**Task to complete:** Among the entries below, how many lines contain the string "Language"? Only the number is wanted.

━━━━━ Data ━━━━━

use chrono::{DateTime, Utc};
use serde::{Deserialize, Serialize};

use super::MeterReading;

#[derive(Debug, Clone, PartialEq, Serialize, Deserialize)]
#[serde(rename_all = "camelCase")]
pub struct Bill {
    pub id: String,
    pub user_id: String,
    #[serde(default)]
    pub meter_reading_id: String,

    // Calculated at creation, never edited afterwards
    pub meter_reading: f64,
    #[serde(default)]
    pub previous_reading: f64,
    pub electricity_usage: f64,
    pub electricity_rate: f64,
    pub electricity_cost: f64,
    pub rent: f64,
    pub total_amount: f64,

    pub period: String,
    pub created_at: DateTime<Utc>,
    #[serde(default, skip_serializing_if = "Option::is_none")]
    pub paid_at: Option<DateTime<Utc>>,
    #[serde(default, skip_serializing_if = "Option::is_none")]
    pub message: Option<String>,
}

impl Bill {
    pub fn is_paid(&self) -> bool {
        self.paid_at.is_some()
    }

    /// Applies a partial update in place, the way the server does.
    pub fn apply(
        &mut self,
        patch: &BillPatch,
    ) {
        if let Some(paid_at) = patch.paid_at {
            self.paid_at = paid_at;
        }
        if let Some(message) = &patch.message {
            self.message = Some(message.clone());
        }
    }
}

/// For creating new bills (no id or timestamps)
#[derive(Debug, Clone, PartialEq, Serialize, Deserialize)]
#[serde(rename_all = "camelCase")]
pub struct NewBill {
    #[serde(default, skip_serializing_if = "Option::is_none")]
    pub meter_reading_id: Option<String>,
    pub meter_reading: f64,
    pub previous_reading: f64,
    pub electricity_usage: f64,
    pub electricity_rate: f64,
    pub electricity_cost: f64,
    pub rent: f64,
    pub total_amount: f64,
    pub period: String,
    #[serde(default, skip_serializing_if = "Option::is_none")]
    pub image_url: Option<String>,
    #[serde(default, skip_serializing_if = "Option::is_none")]
    pub message: Option<String>,
}

impl NewBill {
    /// Links the draft to the reading it was computed from.
    pub fn with_meter_reading(
        mut self,
        reading: &MeterReading,
    ) -> Self {
        self.meter_reading_id = Some(reading.id.clone());
        self.image_url = reading.image_url.clone();
        self
    }
}

/// Partial bill update sent with `PUT /bills/{id}`.
///
/// `paid_at` is tri-state: `None` leaves the field alone, `Some(None)`
/// serializes as `null` and clears it, `Some(Some(ts))` sets it.
#[derive(Debug, Clone, Default, PartialEq, Serialize, Deserialize)]
#[serde(rename_all = "camelCase")]
pub struct BillPatch {
    #[serde(default, skip_serializing_if = "Option::is_none")]
    pub paid_at: Option<Option<DateTime<Utc>>>,
    #[serde(default, skip_serializing_if = "Option::is_none")]
    pub message: Option<String>,
}

impl BillPatch {
    pub fn mark_paid(at: DateTime<Utc>) -> Self {
        Self {
            paid_at: Some(Some(at)),
            ..Default::default()
        }
    }

    pub fn mark_unpaid() -> Self {
        Self {
            paid_at: Some(None),
            ..Default::default()
        }
    }
}

#[cfg(test)]
mod tests {
    use chrono::TimeZone;
    use pretty_assertions::assert_eq;

    use super::*;

    fn sample_bill() -> Bill {
        Bill {
            id: "b1".to_string(),
            user_id: "user1".to_string(),
            meter_reading_id: "r1".to_string(),
            meter_reading: 1650.0,
            previous_reading: 1500.0,
            electricity_usage: 150.0,
            electricity_rate: 4.5,
            electricity_cost: 675.0,
            rent: 8000.0,
            total_amount: 8675.0,
            period: "January 2024".to_string(),
            created_at: Utc.with_ymd_and_hms(2024, 1, 15, 10, 0, 0).unwrap(),
            paid_at: None,
            message: None,
        }
    }

    #[test]
    fn mark_unpaid_serializes_explicit_null() {
        let json = serde_json::to_value(BillPatch::mark_unpaid()).unwrap();

        assert_eq!(json, serde_json::json!({ "paidAt": null }));
    }

    #[test]
    fn empty_patch_serializes_to_empty_object() {
        let json = serde_json::to_value(BillPatch::default()).unwrap();

        assert_eq!(json, serde_json::json!({}));
    }

    #[test]
    fn apply_sets_and_clears_paid_at() {
        let mut bill = sample_bill();
        let paid = Utc.with_ymd_and_hms(2024, 1, 16, 14, 30, 0).unwrap();

        bill.apply(&BillPatch::mark_paid(paid));
        assert_eq!(bill.paid_at, Some(paid));
        assert!(bill.is_paid());

        bill.apply(&BillPatch::mark_unpaid());
        assert_eq!(bill.paid_at, None);
    }

    #[test]
    fn apply_leaves_numbers_untouched() {
        let mut bill = sample_bill();
        let before = bill.clone();

        bill.apply(&BillPatch {
            message: Some("hello".to_string()),
            ..Default::default()
        });

        assert_eq!(bill.total_amount, before.total_amount);
        assert_eq!(bill.message.as_deref(), Some("hello"));
    }

    #[test]
    fn deserializes_server_bill_without_previous_reading() {
        let json = r#"{
            "id": "1",
            "userId": "user1",
            "meterReadingId": "reading1",
            "meterReading": 1500,
            "electricityUsage": 150,
            "electricityRate": 4.5,
            "electricityCost": 675,
            "rent": 8000,
            "totalAmount": 8675,
            "period": "2024年1月",
            "createdAt": "2024-01-15T10:00:00Z",
            "paidAt": "2024-01-16T14:30:00Z"
        }"#;

        let bill: Bill = serde_json::from_str(json).unwrap();

        assert_eq!(bill.previous_reading, 0.0);
        assert!(bill.is_paid());
        assert_eq!(bill.period, "2024年1月");
    }

    #[test]
    fn with_meter_reading_links_id_and_photo() {
        let reading = MeterReading::capture("user1", 1650.0, Some("photo.jpg".into()), None);
        let draft = NewBill {
            meter_reading_id: None,
            meter_reading: 1650.0,
            previous_reading: 1500.0,
            electricity_usage: 150.0,
            electricity_rate: 4.5,
            electricity_cost: 675.0,
            rent: 8000.0,
            total_amount: 8675.0,
            period: "January 2024".to_string(),
            image_url: None,
            message: None,
        }
        .with_meter_reading(&reading);

        assert_eq!(draft.meter_reading_id, Some(reading.id.clone()));
        assert_eq!(draft.image_url.as_deref(), Some("photo.jpg"));
    }
}
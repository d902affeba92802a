use chrono::{DateTime, Utc};
use serde::{Deserialize, Serialize};
use uuid::Uuid;

/// A single meter observation produced by the capture flow.
#[derive(Debug, Clone, PartialEq, Serialize, Deserialize)]
#[serde(rename_all = "camelCase")]
pub struct MeterReading {
    pub id: String,
    pub user_id: String,
    pub reading: f64,
    #[serde(default, skip_serializing_if = "Option::is_none")]
    pub image_url: Option<String>,
    #[serde(default, skip_serializing_if = "Option::is_none")]
    pub previous_reading: Option<f64>,
    #[serde(default, skip_serializing_if = "Option::is_none")]
    pub usage: Option<f64>,
    pub created_at: DateTime<Utc>,
}

impl MeterReading {
    /// Records a freshly captured reading with a new identifier.
    ///
    /// Usage is derived only when a previous reading is known.
    pub fn capture(
        user_id: impl Into<String>,
        reading: f64,
        image_url: Option<String>,
        previous_reading: Option<f64>,
    ) -> Self {
        Self {
            id: Uuid::new_v4().to_string(),
            user_id: user_id.into(),
            reading,
            image_url,
            previous_reading,
            usage: previous_reading.map(|previous| reading - previous),
            created_at: Utc::now(),
        }
    }
}
//! Process-local backend with the same observable behaviour as the server.
//!
//! Used for offline demos (`--backend memory`) and as the collaborator in
//! session tests.

use std::collections::HashMap;
use std::sync::Arc;

use async_trait::async_trait;
use chrono::Utc;
use tokio::sync::RwLock;
use tracing::debug;
use uuid::Uuid;

use super::factory::{BackendConfig, RepositoryFactory};
use super::repository::{RepositoryError, WattRentRepository};
use crate::calculations::compose_message;
use crate::models::{Bill, BillPatch, Language, NewBill, UserSettings, DEFAULT_USER_ID};

#[derive(Default)]
struct MemoryState {
    bills: HashMap<String, Bill>,
    settings: HashMap<String, UserSettings>,
}

/// In-memory [`WattRentRepository`].
///
/// Bills are owned by a single configured user. Settings missing for a
/// user read back as the system defaults, like the server does.
pub struct MemoryRepository {
    user_id: String,
    state: RwLock<MemoryState>,
}

impl MemoryRepository {
    pub fn new(user_id: impl Into<String>) -> Self {
        Self {
            user_id: user_id.into(),
            state: RwLock::new(MemoryState::default()),
        }
    }

    /// Seeds stored settings, bypassing validation.
    pub async fn with_settings(
        self,
        settings: UserSettings,
    ) -> Self {
        self.state
            .write()
            .await
            .settings
            .insert(settings.user_id.clone(), settings);
        self
    }

    pub async fn bill_count(&self) -> usize {
        self.state.read().await.bills.len()
    }
}

impl Default for MemoryRepository {
    fn default() -> Self {
        Self::new(DEFAULT_USER_ID)
    }
}

#[async_trait]
impl WattRentRepository for MemoryRepository {
    async fn create_bill(
        &self,
        bill: NewBill,
    ) -> Result<Bill, RepositoryError> {
        let mut created = Bill {
            id: Uuid::new_v4().to_string(),
            user_id: self.user_id.clone(),
            meter_reading_id: bill
                .meter_reading_id
                .unwrap_or_else(|| Uuid::new_v4().to_string()),
            meter_reading: bill.meter_reading,
            previous_reading: bill.previous_reading,
            electricity_usage: bill.electricity_usage,
            electricity_rate: bill.electricity_rate,
            electricity_cost: bill.electricity_cost,
            rent: bill.rent,
            total_amount: bill.total_amount,
            period: bill.period,
            created_at: Utc::now(),
            paid_at: None,
            message: bill.message,
        };
        if created.message.is_none() {
            created.message = Some(compose_message(&created, Language::ZhTw, None));
        }

        debug!(id = %created.id, "memory: bill created");
        self.state
            .write()
            .await
            .bills
            .insert(created.id.clone(), created.clone());
        Ok(created)
    }

    async fn list_bills(&self) -> Result<Vec<Bill>, RepositoryError> {
        let state = self.state.read().await;
        let mut bills: Vec<Bill> = state
            .bills
            .values()
            .filter(|bill| bill.user_id == self.user_id)
            .cloned()
            .collect();
        // Newest first
        bills.sort_by(|a, b| b.created_at.cmp(&a.created_at));
        Ok(bills)
    }

    async fn get_bill(
        &self,
        id: &str,
    ) -> Result<Bill, RepositoryError> {
        self.state
            .read()
            .await
            .bills
            .get(id)
            .cloned()
            .ok_or(RepositoryError::NotFound)
    }

    async fn update_bill(
        &self,
        id: &str,
        patch: &BillPatch,
    ) -> Result<Bill, RepositoryError> {
        let mut state = self.state.write().await;
        let bill = state.bills.get_mut(id).ok_or(RepositoryError::NotFound)?;
        bill.apply(patch);
        Ok(bill.clone())
    }

    async fn delete_bill(
        &self,
        id: &str,
    ) -> Result<(), RepositoryError> {
        self.state
            .write()
            .await
            .bills
            .remove(id)
            .map(|_| ())
            .ok_or(RepositoryError::NotFound)
    }

    async fn get_settings(
        &self,
        user_id: &str,
    ) -> Result<UserSettings, RepositoryError> {
        if user_id.is_empty() {
            return Err(RepositoryError::Remote("user id must not be empty".to_string()));
        }
        Ok(self
            .state
            .read()
            .await
            .settings
            .get(user_id)
            .cloned()
            .unwrap_or_else(|| UserSettings::system_defaults(user_id)))
    }

    async fn save_settings(
        &self,
        settings: &UserSettings,
    ) -> Result<(), RepositoryError> {
        if settings.user_id.is_empty() {
            return Err(RepositoryError::Remote("user id must not be empty".to_string()));
        }
        self.state
            .write()
            .await
            .settings
            .insert(settings.user_id.clone(), settings.clone());
        Ok(())
    }

    async fn update_previous_reading(
        &self,
        user_id: &str,
        reading: f64,
    ) -> Result<(), RepositoryError> {
        let mut state = self.state.write().await;
        state
            .settings
            .entry(user_id.to_string())
            .or_insert_with(|| UserSettings::system_defaults(user_id))
            .previous_meter_reading = reading;
        Ok(())
    }

    async fn clear_settings(
        &self,
        user_id: &str,
    ) -> Result<(), RepositoryError> {
        self.state.write().await.settings.remove(user_id);
        Ok(())
    }

    async fn health(&self) -> Result<String, RepositoryError> {
        Ok("in-memory backend ready".to_string())
    }
}

/// [`RepositoryFactory`] for the `"memory"` backend.
///
/// The connection string is ignored; every call to `create` starts empty.
pub struct MemoryRepositoryFactory;

#[async_trait]
impl RepositoryFactory for MemoryRepositoryFactory {
    fn backend_name(&self) -> &'static str {
        "memory"
    }

    async fn create(
        &self,
        _config: &BackendConfig,
    ) -> Result<Arc<dyn WattRentRepository>, RepositoryError> {
        Ok(Arc::new(MemoryRepository::default()))
    }
}
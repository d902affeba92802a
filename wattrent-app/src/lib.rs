pub mod advisory;
pub mod app;
pub mod bill_workflow;
pub mod capture;
pub mod config;
pub mod error;
pub mod i18n;
pub mod logging;
pub mod navigation;
pub mod settings_session;
pub mod utils;

pub use advisory::{Advisory, AdvisoryKind};
pub use app::AppContext;
pub use error::AppError;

━━━━━

**Output for this exercise:** 2